Someone even made a plug-in to simplify that process while we continue to work on the UX: https://github.com/yousei3/GIMP3-Aseudo-Adjustment-Layers/releases/tag/Ver1.0

[–] Paranoidfactoid@lemmy.world -4 points 6 days ago* (last edited 6 days ago) (1 children)

Come on. Since 1997 and Ps 7, every adjustment had its own alpha mask to paint where and how much that adjustment would take place in the frame. Affinity does this. Hell, Krita has done this for nearly 20 years.

Gimp 3 is a genuine improvement. But what you propose is the kind of delusional thinking seen in 'Gimp is better than Photoshop' advocacy videos on YouTube. The kind of advocacy that has ruined GIMP's reputation among people who actually use this software.

Your half baked solution does not do the job.

[–] CmykStudent@fosstodon.org 14 points 6 days ago* (last edited 6 days ago) (1 children)

@Paranoidfactoid Trust me, I'm well aware the UX can be a lot better - I'm the person who implemented initial non-destructive filters for GIMP 3.0. :)

I'm just saying that it can be done in GIMP right now, and I linked a plug-in that makes it easier (it adds a menu option that does all I said in a single step). I'm happy to hear feedback from people who use GIMP on how to improve it further.

[–] Paranoidfactoid@lemmy.world 2 points 6 days ago* (last edited 6 days ago) (1 children)

I realize Gimp is a free project and has limited resources. I'm thankful there are people (like you) who maintain and improve it. Because I run Linux, Gimp and Krita have been my only available go-to tools. But it is painful. I really hope you guys rework the alpha mask code so each adjustment filter gets its own mask. Maybe in 3.4 or whatever.

Layer styles for text are a big deal. Being able to reorder adjustments in the stack is a big deal. Vector layers are a big deal. Real improvement has happened. But I do actually use adjustment masks. A lot of people do.

Thank you for these updates. Another thing I'd really like to see is better integration with Inkscape. It does text better than Gimp. Being able to craft text there and flawlessly import that into Gimp, with all its filters and effects, would really be nice.

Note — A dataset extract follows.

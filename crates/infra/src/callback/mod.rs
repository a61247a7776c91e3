//! Loopback HTTP server that receives authorization redirects

pub mod server;

pub use server::CallbackServer;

Inkscape is quite good.

[–] CmykStudent@fosstodon.org 8 points 6 days ago (1 children)

@Paranoidfactoid No worries! I think I misunderstood what you meant by "mask". Technically, each filter has an associated mask (set to the active selection when applying the filter) - we just don't have the UI yet to edit it after the fact. It's on the TODO list.

I have a pending merge request for exporting Inkscape SVGs that didn't quite make it into 3.2. I'd like to add better SVG import (as vector not raster) integration as well - Inkscape is awesome.

[–] Paranoidfactoid@lemmy.world 1 points 6 days ago

Inkscape has a few text deformation tools Gimp lacks. Importing svgs produced from Inkscape would be a big win. People will use that.

An alpha mask on an adjustment layer allows for all sorts of useful adjustment blends using paint brushes or black and white gradients. I'm sure you've seen how Ps handles adjustment layers. Krita is similar. This is just a common interface element now. It works well. Shrug.

Good luck. Thank you for Gimp 3. It is a real improvement over prior major releases.